La Fille Gelée se tourna vers son ami pour observer son visage tendu.
Ses cheveux bicolores étaient en batailles tandis que la partie blonde reflétait la lueur de la torche accrochée derrière eux et que la partie brune se confondait dans l'obscurité nocturne. Ses yeux vairons fixaient les Combattants désormais assis dans l'herbe. Sa mâchoire était serrée et la jeune fille remarqua que son ami avait légèrement laissé pousser sa barbe. Elle fut surprise de constater qu'elle aussi, était dépareillée. Une partie blonde, et une partie brune. Cela donnait une touche encore plus étrange au visage du jeune homme, et Aïkida se surprit à penser que cela lui ajoutait un certain charisme.
Alex se tourna à son tour vers son amie et lui adressa un sourire confiant en déclarant :
— Aïkida, je suis venu te dire que tu peux compter sur tes amis.
Cette dernière arqua un sourcil, ne comprenant pas où il voulait en venir. Le jeune homme prit alors un air sérieux et ajouta :
— Demain pendant les combats tu peux compter sur nous. Jayse, Ponghu, Luuis, Soan et moi on ne restera pas loin de toi. On a pris la décision de t'aider dans tout ce que tu entreprendras ; on sait qu'à un moment donné, tu vas prendre une décision seule et que tu vas sûrement désobéir. Ou alors c'est que tu seras déjà tuée, mais ça j'en doute, ajouta-t-il en lui lançant un clin d'œil.
La Fille Gelée rit nerveusement à cette remarque et Alex continua :
— Tout ce que je voulais te dire c'est que, quoi que tu fasses, on sera de ton côté. On t'aidera, surtout si c'est pour désobéir !
Les deux amis se mirent à rire.
— Merci Alex.
Ce dernier lui sourit tendrement en posant une main réconfortante sur son épaule.
Aïkida ne voulait pour rien au monde mettre ses amis en danger. Mais elle savait pertinemment qu'elle n'était pas une héroïne de légende. Elle n'y arriverait pas seule. La jeune fille savait que de toute manière, qu'elle le veuille ou non, ses amis l'aideraient, et elle n'aurait pas la force de refuser leur soutien. La Fille Gelée ne voulait pas perdre ses amis, ni les mettre en danger. Mais agir seule serait de la folie et cela pourrait conduire à un échec, et donc une catastrophe.

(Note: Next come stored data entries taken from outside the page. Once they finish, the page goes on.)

//! Headless GPU context using wgpu

use crate::core::error::Error;

/// Device and queue without a presentation surface
pub struct GpuContext {
    pub instance: wgpu::Instance,
    pub adapter: wgpu::Adapter,
    pub device: wgpu::Device,
    pub queue: wgpu::Queue,
}

impl GpuContext {
    /// Create a context on the best available adapter.
    pub async fn new_headless() -> Result<Self, Error> {
        let instance_desc = wgpu::InstanceDescriptor {
            backends: wgpu::Backends::PRIMARY,
            ..Default::default()
        };
        let instance = wgpu::Instance::new(&instance_desc);

        let adapter = instance
            .request_adapter(&wgpu::RequestAdapterOptions {
                power_preference: wgpu::PowerPreference::HighPerformance,
                compatible_surface: None,
                force_fallback_adapter: false,
            })
            .await
            .map_err(|e| Error::Gpu(format!("No suitable adapter found: {:?}", e)))?;

        let adapter_limits = adapter.limits();

        let device_desc = wgpu::DeviceDescriptor {
            label: Some("zenbake_device"),
            required_features: wgpu::Features::empty(),
            required_limits: wgpu::Limits {
                max_texture_array_layers: adapter_limits.max_texture_array_layers,
                max_buffer_size: adapter_limits.max_buffer_size,
                ..Default::default()
            },
            memory_hints: wgpu::MemoryHints::Performance,
            experimental_features: Default::default(),
            trace: Default::default(),
        };

        let (device, queue) = adapter
            .request_device(&device_desc)
            .await
            .map_err(|e| Error::Gpu(e.to_string()))?;

        log::info!(
            "GPU: {} (max buffer {}MB, {} array layers)",
            adapter.get_info().name,
            adapter_limits.max_buffer_size / 1024 / 1024,
            adapter_limits.max_texture_array_layers
        );

        Ok(Self {
            instance,
            adapter,
            device,
            queue,
        })
    }
}
impl ChunkGrid {
    /// Partition the X/Z footprint of `bounds` into cells of `cell_size`.
    pub fn new(bounds: &Aabb, cell_size: f32, group_size: Option<u32>) -> Result<Self> {
        if !bounds.is_valid() || !(cell_size > 0.0) {
            return Err(DataError::DegenerateBounds.into());
        }

        let min = GridPos::from_world(bounds.min, cell_size);
        let max = GridPos::from_world(bounds.max, cell_size);
        let width = max.x as i64 - min.x as i64 + 1;
        let height = max.y as i64 - min.y as i64 + 1;
        let too_large = || DataError::GridTooLarge { width, height, cell_size };
        // Cell coordinates are i32 and dense indices u32
        let (width, height) = i32::try_from(width)
            .ok()
            .zip(i32::try_from(height).ok())
            .map(|(w, h)| (w as u32, h as u32))
            .ok_or_else(too_large)?;
        let cell_count = width.checked_mul(height).ok_or_else(too_large)?;

        let group_size = group_size.filter(|&g| g > 1);
        let (layers_width, layers_height) = match group_size {
            Some(g) => (width.div_ceil(g), height.div_ceil(g)),
            None => (0, 0),
        };

        log::debug!(
            "Chunk grid {}x{} cells of {} units, {}x{} layer cells",
            width, height, cell_size, layers_width, layers_height
        );

        Ok(Self {
            cell_size,
            origin: min,
            width,
            height,
            cells: vec![CellState::default(); cell_count as usize],
            group_size,
            layers: vec![
                LayerCell { bounds: Aabb::EMPTY, in_use: false };
                (layers_width * layers_height) as usize
            ],
            layers_width,
            layers_dirty: false,
            frustum_tests: 0,
        })
    }

    pub fn cell_size(&self) -> f32 {
        self.cell_size
    }

    /// Grid dimensions in cells (x, y)
    pub fn dimensions(&self) -> (u32, u32) {
        (self.width, self.height)
    }

    pub fn cell_count(&self) -> usize {
        self.cells.len()
    }

    /// Union of the bounds of all cells in use, `Aabb::EMPTY` if none
    pub fn bounds(&self) -> Aabb {
        self.cells
            .iter()
            .filter(|c| c.in_use)
            .fold(Aabb::EMPTY, |acc, c| acc.merged(&c.bounds))
    }

    /// Cell containing `point`, clamped into the grid.
    pub fn cell_of(&self, point: Vec3) -> GridPos {
        self.clamp_pos(GridPos::from_world(point, self.cell_size))
    }

    /// Dense index of `pos`, `None` outside the grid.
    pub fn cell_index(&self, pos: GridPos) -> Option<ChunkIndex> {
        let x = pos.x - self.origin.x;
        let y = pos.y - self.origin.y;
        if x < 0 || y < 0 || x >= self.width as i32 || y >= self.height as i32 {
            return None;
        }
        Some(ChunkIndex(y as u32 * self.width + x as u32))
    }

    /// Cell coordinate of a dense index
    pub fn pos_of(&self, index: ChunkIndex) -> GridPos {
        GridPos::new(
            self.origin.x + (index.0 % self.width) as i32,
            self.origin.y + (index.0 / self.width) as i32,
        )
    }

    /// Nearest cell inside the grid
    pub fn clamp_pos(&self, pos: GridPos) -> GridPos {
        GridPos::new(
            pos.x.clamp(self.origin.x, self.origin.x + self.width as i32 - 1),
            pos.y.clamp(self.origin.y, self.origin.y + self.height as i32 - 1),
        )
    }

    /// Dense index of `pos` after clamping it into the grid
    pub fn clamped_index(&self, pos: GridPos) -> ChunkIndex {
        let pos = self.clamp_pos(pos);
        ChunkIndex((pos.y - self.origin.y) as u32 * self.width + (pos.x - self.origin.x) as u32)
    }

    /// Register geometry in the cell at `pos` (clamped into the grid).
    pub fn include(&mut self, pos: GridPos, aabb: &Aabb) -> ChunkIndex {
        let pos = self.clamp_pos(pos);
        let index = self.clamped_index(pos);

        // Footprint of the cell itself, so cells always cover their rectangle
        let footprint = Aabb::new(
            Vec3::new(pos.x as f32 * self.cell_size, aabb.min.y, pos.y as f32 * self.cell_size),
            Vec3::new((pos.x + 1) as f32 * self.cell_size, aabb.max.y, (pos.y + 1) as f32 * self.cell_size),
        );

        let cell = &mut self.cells[index.0 as usize];
        cell.in_use = true;
        cell.bounds = cell.bounds.merged(aabb).merged(&footprint);
        self.layers_dirty = true;
        index
    }

    /// Register a single point in the cell containing it.
    pub fn include_point(&mut self, point: Vec3) -> ChunkIndex {
        let pos = self.cell_of(point);
        self.include(pos, &Aabb::new(point, point))
    }

    /// Register a box in the cell containing its center.
    pub fn include_aabb(&mut self, aabb: &Aabb) -> ChunkIndex {
        let pos = self.cell_of(aabb.center());
        self.include(pos, aabb)
    }

    pub fn state(&self, index: ChunkIndex) -> &CellState {
        &self.cells[index.0 as usize]
    }

    pub fn cells_in_use(&self) -> usize {
        self.cells.iter().filter(|c| c.in_use).count()
    }

    /// Whether the cell passes `filter` for the current camera
    pub fn is_visible(&self, index: ChunkIndex, filter: VisibilityFilter) -> bool {
        let cell = &self.cells[index.0 as usize];
        match filter {
            VisibilityFilter::Any => cell.visible,
            VisibilityFilter::Close => cell.visible_close,
            VisibilityFilter::Distant => cell.visible && !cell.visible_close,
        }
    }

    pub fn visible_count(&self, filter: VisibilityFilter) -> usize {
        (0..self.cells.len() as u32)
            .filter(|&i| self.is_visible(ChunkIndex(i), filter))
            .count()
    }

    /// Frustum tests run by the last `update_camera`
    pub fn frustum_tests(&self) -> usize {
        self.frustum_tests
    }

    fn rebuild_layers(&mut self) {
        let Some(g) = self.group_size else {
            self.layers_dirty = false;
            return;
        };
        for layer in &mut self.layers {
            *layer = LayerCell { bounds: Aabb::EMPTY, in_use: false };
        }
        for (i, cell) in self.cells.iter().enumerate() {
            if !cell.in_use {
                continue;
            }
            let x = i as u32 % self.width;
            let y = i as u32 / self.width;
            let layer = &mut self.layers[((y / g) * self.layers_width + x / g) as usize];
            layer.in_use = true;
            layer.bounds = layer.bounds.merged(&cell.bounds);
        }
        self.layers_dirty = false;
    }

    /// Re-evaluate every in-use cell against the camera.
    ///
    /// Layer cells are classified once per frustum. Children of a contained
    /// layer are visible and children of a disjoint layer are not, without
    /// further tests; only children of intersecting layers are tested.
    pub fn update_camera(&mut self, frustum: &Frustum, close_frustum: &Frustum, camera_pos: Vec3) {
        if self.layers_dirty {
            self.rebuild_layers();
        }
        self.frustum_tests = 0;

        let Some(g) = self.group_size else {
            for i in 0..self.cells.len() {
                self.evaluate_cell(i, Containment::Intersects, Containment::Intersects, frustum, close_frustum, camera_pos);
            }
            return;
        };

        for layer_index in 0..self.layers.len() {
            let layer = self.layers[layer_index];
            let lx = layer_index as u32 % self.layers_width;
            let ly = layer_index as u32 / self.layers_width;

            let (parent, parent_close) = if layer.in_use {
                self.frustum_tests += 2;
                (frustum.classify_aabb(&layer.bounds), close_frustum.classify_aabb(&layer.bounds))
            } else {
                (Containment::Disjoint, Containment::Disjoint)
            };

            for y in (ly * g)..((ly + 1) * g).min(self.height) {
                for x in (lx * g)..((lx + 1) * g).min(self.width) {
                    let i = (y * self.width + x) as usize;
                    self.evaluate_cell(i, parent, parent_close, frustum, close_frustum, camera_pos);
                }
            }
        }
    }

    fn evaluate_cell(
        &mut self,
        i: usize,
        parent: Containment,
        parent_close: Containment,
        frustum: &Frustum,
        close_frustum: &Frustum,
        camera_pos: Vec3,
    ) {
        let cell = self.cells[i];
        if !cell.in_use {
            self.cells[i].visible = false;
            self.cells[i].visible_close = false;
            return;
        }

        let mut tests = 0;
        let mut inherit = |containment: Containment, f: &Frustum| match containment {
            Containment::Contains => true,
            Containment::Disjoint => false,
            Containment::Intersects => {
                tests += 1;
                f.intersects_aabb(&cell.bounds)
            }
        };
        let visible = inherit(parent, frustum);
        let visible_close = visible && inherit(parent_close, close_frustum);
        self.frustum_tests += tests;

        let center = cell.bounds.center();
        let (mut near, mut far) = (f32::MAX, 0.0f32);
        for corner in cell.bounds.corners() {
            let d = corner.distance_squared(camera_pos);
            near = near.min(d);
            far = far.max(d);
        }

        let state = &mut self.cells[i];
        state.visible = visible;
        state.visible_close = visible_close;
        state.distance_xz_sq = (center.x - camera_pos.x).powi(2) + (center.z - camera_pos.z).powi(2);
        state.near_distance_sq = near;
        state.far_distance_sq = far;
    }
}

Elle n'était pas une héroïne qui refusait l'aide de ses amis en pensant arriver à battre le grand méchant seule comme elle avait pu le penser quelques jours plus tôt. C'était peut-être une anti-héroïne, mais elle savait qu'en agissant ainsi, elle mettrait plus de chance de leur côté pour vaincre le Masque Noir.
Aïkida était reconnaissante à Alex de l'avoir comprise, et d'avoir malgré tout proposé son aide.